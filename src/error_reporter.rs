use std::fmt;

use serde::Serialize;

use crate::error::ValidationError;

/// Classification of a document diagnostic
#[derive(Debug, Clone, Copy, PartialEq, Eq, Hash, Serialize)]
#[serde(rename_all = "lowercase")]
pub enum Severity {
    Warning,
    Error,
    Fatal,
}

impl fmt::Display for Severity {
    fn fmt(&self, f: &mut fmt::Formatter<'_>) -> fmt::Result {
        let name = match self {
            Severity::Warning => "WARNING",
            Severity::Error => "ERROR",
            Severity::Fatal => "FATAL",
        };
        f.write_str(name)
    }
}

/// Where a diagnostic was raised; every field is optional
#[derive(Debug, Clone, Default, PartialEq, Eq, Serialize)]
pub struct SourceLocator {
    pub public_id: Option<String>,
    pub system_id: Option<String>,
    pub line: Option<u32>,
    pub column: Option<u32>,
}

impl SourceLocator {
    /// A locator with no position information
    pub fn unknown() -> Self {
        Self::default()
    }

    /// A locator pointing into a resource, without position
    pub fn in_resource(public_id: Option<String>, system_id: Option<String>) -> Self {
        Self {
            public_id,
            system_id,
            line: None,
            column: None,
        }
    }

    pub fn at_line(
        public_id: Option<String>,
        system_id: Option<String>,
        line: u32,
        column: u32,
    ) -> Self {
        Self {
            public_id,
            system_id,
            line: Some(line),
            column: Some(column),
        }
    }

    pub fn is_unknown(&self) -> bool {
        self.public_id.is_none()
            && self.system_id.is_none()
            && self.line.is_none()
            && self.column.is_none()
    }
}

impl fmt::Display for SourceLocator {
    fn fmt(&self, f: &mut fmt::Formatter<'_>) -> fmt::Result {
        let mut parts = Vec::with_capacity(4);
        if let Some(public_id) = &self.public_id {
            parts.push(format!("Public ID {}", public_id));
        }
        if let Some(system_id) = &self.system_id {
            parts.push(system_id.clone());
        }
        if let Some(line) = self.line {
            parts.push(format!("line {}", line));
        }
        if let Some(column) = self.column {
            parts.push(format!(" column {}", column));
        }
        f.write_str(&parts.join(", "))
    }
}

/// One classified diagnostic produced while validating a document
#[derive(Debug, Clone, PartialEq, Eq, Serialize)]
pub struct Diagnostic {
    pub severity: Severity,
    pub locator: SourceLocator,
    pub message: String,
}

/// Recorded diagnostics are stored as they were reported
pub type ErrorRecord = Diagnostic;

impl Diagnostic {
    pub fn new(severity: Severity, locator: SourceLocator, message: impl Into<String>) -> Self {
        Self {
            severity,
            locator,
            message: message.into(),
        }
    }
}

impl fmt::Display for Diagnostic {
    /// `, at <location>: <SEVERITY>: <message>`; the location part is omitted when unknown
    fn fmt(&self, f: &mut fmt::Formatter<'_>) -> fmt::Result {
        if !self.locator.is_unknown() {
            write!(f, ", at {}", self.locator)?;
        }
        write!(f, ": {}: {}", self.severity, self.message)
    }
}

/// Returned by an [`ErrorHandler`] to abort validation of the current document
#[derive(Debug, Clone, Copy, PartialEq, Eq)]
pub struct Raised;

/// Receives diagnostics in the order the engine reports them
pub trait ErrorHandler {
    fn warning(&mut self, diagnostic: &Diagnostic) -> Result<(), Raised>;
    fn error(&mut self, diagnostic: &Diagnostic) -> Result<(), Raised>;
    fn fatal_error(&mut self, diagnostic: &Diagnostic) -> Result<(), Raised>;

    /// Route a diagnostic to the method matching its severity
    fn dispatch(&mut self, diagnostic: &Diagnostic) -> Result<(), Raised> {
        match diagnostic.severity {
            Severity::Warning => self.warning(diagnostic),
            Severity::Error => self.error(diagnostic),
            Severity::Fatal => self.fatal_error(diagnostic),
        }
    }
}

/// Default handler: every diagnostic, warnings included, aborts the document
#[derive(Debug, Default, Clone, Copy)]
pub struct RaisingErrorHandler;

impl ErrorHandler for RaisingErrorHandler {
    fn warning(&mut self, _diagnostic: &Diagnostic) -> Result<(), Raised> {
        Err(Raised)
    }

    fn error(&mut self, _diagnostic: &Diagnostic) -> Result<(), Raised> {
        Err(Raised)
    }

    fn fatal_error(&mut self, _diagnostic: &Diagnostic) -> Result<(), Raised> {
        Err(Raised)
    }
}

/// Collects every diagnostic of a run; only fatal diagnostics abort a document
#[derive(Debug, Default, Clone)]
pub struct ErrorAggregator {
    records: Vec<ErrorRecord>,
    warnings: usize,
    errors: usize,
    fatals: usize,
}

impl ErrorAggregator {
    pub fn new() -> Self {
        Self::default()
    }

    /// Snapshot of the records collected so far, in insertion order
    pub fn errors(&self) -> Vec<ErrorRecord> {
        self.records.clone()
    }

    pub fn records(&self) -> &[ErrorRecord] {
        &self.records
    }

    pub fn warning_count(&self) -> usize {
        self.warnings
    }

    pub fn error_count(&self) -> usize {
        self.errors
    }

    pub fn fatal_count(&self) -> usize {
        self.fatals
    }

    /// Errors and fatal errors fail a run; warnings never do
    pub fn has_failures(&self) -> bool {
        self.errors + self.fatals > 0
    }

    fn record(&mut self, diagnostic: &Diagnostic) {
        self.records.push(diagnostic.clone());
    }
}

impl ErrorHandler for ErrorAggregator {
    fn warning(&mut self, diagnostic: &Diagnostic) -> Result<(), Raised> {
        self.warnings += 1;
        self.record(diagnostic);
        Ok(())
    }

    fn error(&mut self, diagnostic: &Diagnostic) -> Result<(), Raised> {
        self.errors += 1;
        self.record(diagnostic);
        Ok(())
    }

    fn fatal_error(&mut self, diagnostic: &Diagnostic) -> Result<(), Raised> {
        self.fatals += 1;
        self.record(diagnostic);
        Err(Raised)
    }
}

/// Render records as the report message: one formatted diagnostic per line
pub fn serialize_records(records: &[ErrorRecord]) -> String {
    let mut message = String::new();
    for record in records {
        message.push_str(&record.to_string());
        message.push('\n');
    }
    message
}

/// Verbosity levels for error reporting
#[derive(Debug, Clone, Copy, PartialEq, Eq)]
pub enum VerbosityLevel {
    /// Only show the error itself
    Quiet,
    /// Show the error with a hint
    Normal,
    /// Show the full source chain as well
    Verbose,
}

/// Reports run-level failures (configuration and infrastructure) on stderr
pub struct ErrorReporter {
    verbosity: VerbosityLevel,
}

impl ErrorReporter {
    pub fn new(verbosity: VerbosityLevel) -> Self {
        Self { verbosity }
    }

    pub fn report(&self, error: &ValidationError) {
        eprintln!("{}", self.format(error));
    }

    pub fn format(&self, error: &ValidationError) -> String {
        let kind = if error.is_configuration() {
            "Configuration error"
        } else {
            "Infrastructure error"
        };
        let mut output = format!("{}: {}", kind, error);
        if self.verbosity == VerbosityLevel::Quiet {
            return output;
        }

        if let Some(hint) = self.hint(error) {
            output.push_str("\nSuggestion: ");
            output.push_str(hint);
        }

        if self.verbosity == VerbosityLevel::Verbose {
            let mut current: &dyn std::error::Error = error;
            let mut level = 0;
            while let Some(source) = current.source() {
                level += 1;
                output.push_str(&format!("\n  {}: {}", level, source));
                current = source;
            }
        }
        output
    }

    fn hint(&self, error: &ValidationError) -> Option<&'static str> {
        match error {
            ValidationError::Catalog(_) => {
                Some("Check the catalog directory and the syntax of the catalog files")
            }
            ValidationError::ArtifactNotFound { .. } => {
                Some("Unpack the schema artifact or pass --unpack-dir / --catalog-dir")
            }
            ValidationError::Config(_) => {
                Some("Check the configuration file, CATALOG_VALIDATE_* variables and options")
            }
            ValidationError::UnreadableFile { .. } | ValidationError::Resolver { .. } => {
                Some("Check file permissions")
            }
            _ => None,
        }
    }
}

#[cfg(test)]
mod tests {
    use super::*;
    use crate::error::CatalogError;
    use std::path::PathBuf;

    fn diagnostic(severity: Severity, message: &str) -> Diagnostic {
        Diagnostic::new(
            severity,
            SourceLocator::at_line(None, Some("file:///doc.xml".to_string()), 4, 12),
            message,
        )
    }

    #[test]
    fn test_aggregator_counts_and_order() {
        let mut aggregator = ErrorAggregator::new();

        assert!(aggregator.warning(&diagnostic(Severity::Warning, "w")).is_ok());
        assert!(aggregator.error(&diagnostic(Severity::Error, "e")).is_ok());
        assert_eq!(
            aggregator.fatal_error(&diagnostic(Severity::Fatal, "f")),
            Err(Raised)
        );

        assert_eq!(aggregator.warning_count(), 1);
        assert_eq!(aggregator.error_count(), 1);
        assert_eq!(aggregator.fatal_count(), 1);
        let messages: Vec<_> = aggregator.errors().into_iter().map(|r| r.message).collect();
        assert_eq!(messages, vec!["w", "e", "f"]);
        assert_eq!(
            aggregator.records().len(),
            aggregator.warning_count() + aggregator.error_count() + aggregator.fatal_count()
        );
    }

    #[test]
    fn test_warnings_never_fail() {
        let mut aggregator = ErrorAggregator::new();
        aggregator
            .dispatch(&diagnostic(Severity::Warning, "minor"))
            .unwrap();
        assert!(!aggregator.has_failures());

        aggregator
            .dispatch(&diagnostic(Severity::Error, "invalid"))
            .unwrap();
        assert!(aggregator.has_failures());
    }

    #[test]
    fn test_snapshot_is_independent() {
        let mut aggregator = ErrorAggregator::new();
        aggregator.error(&diagnostic(Severity::Error, "one")).unwrap();
        let snapshot = aggregator.errors();
        aggregator.error(&diagnostic(Severity::Error, "two")).unwrap();

        assert_eq!(snapshot.len(), 1);
        assert_eq!(aggregator.records().len(), 2);
    }

    #[test]
    fn test_raising_handler_raises_on_everything() {
        let mut handler = RaisingErrorHandler;
        assert_eq!(handler.dispatch(&diagnostic(Severity::Warning, "w")), Err(Raised));
        assert_eq!(handler.dispatch(&diagnostic(Severity::Error, "e")), Err(Raised));
        assert_eq!(handler.dispatch(&diagnostic(Severity::Fatal, "f")), Err(Raised));
    }

    #[test]
    fn test_diagnostic_format() {
        let full = Diagnostic::new(
            Severity::Error,
            SourceLocator {
                public_id: Some("-//X//EN".to_string()),
                system_id: Some("file:///doc.xml".to_string()),
                line: Some(3),
                column: Some(9),
            },
            "element 'b' is not expected",
        );
        assert_eq!(
            full.to_string(),
            ", at Public ID -//X//EN, file:///doc.xml, line 3,  column 9: ERROR: element 'b' is not expected"
        );

        let bare = Diagnostic::new(Severity::Fatal, SourceLocator::unknown(), "boom");
        assert_eq!(bare.to_string(), ": FATAL: boom");

        let no_position = Diagnostic::new(
            Severity::Warning,
            SourceLocator::in_resource(None, Some("a.xml".to_string())),
            "note",
        );
        assert_eq!(no_position.to_string(), ", at a.xml: WARNING: note");
    }

    #[test]
    fn test_serialize_records() {
        let records = vec![
            diagnostic(Severity::Error, "first"),
            diagnostic(Severity::Fatal, "second"),
        ];
        let text = serialize_records(&records);
        let lines: Vec<_> = text.lines().collect();

        assert_eq!(lines.len(), 2);
        assert!(lines[0].ends_with(": ERROR: first"));
        assert!(lines[1].ends_with(": FATAL: second"));
        assert_eq!(serialize_records(&[]), "");
    }

    #[test]
    fn test_error_reporter_classifies_failures() {
        let reporter = ErrorReporter::new(VerbosityLevel::Normal);

        let config: ValidationError = CatalogError::DirectoryNotFound {
            path: PathBuf::from("/missing"),
        }
        .into();
        let text = reporter.format(&config);
        assert!(text.starts_with("Configuration error"));
        assert!(text.contains("Suggestion"));

        let infra = ValidationError::UnreadableFile {
            file: PathBuf::from("doc.xml"),
            source: std::io::Error::new(std::io::ErrorKind::PermissionDenied, "denied"),
        };
        let quiet = ErrorReporter::new(VerbosityLevel::Quiet).format(&infra);
        assert!(quiet.starts_with("Infrastructure error"));
        assert!(!quiet.contains("Suggestion"));

        let verbose = ErrorReporter::new(VerbosityLevel::Verbose).format(&infra);
        assert!(verbose.contains("1: denied"));
    }
}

● ● ● ● ●

**Activity**:
Among the lines above, find the ones containing "UnreadableFile" and copy them.

**Response box**:
            ValidationError::UnreadableFile { .. } | ValidationError::Resolver { .. } => {
        let infra = ValidationError::UnreadableFile {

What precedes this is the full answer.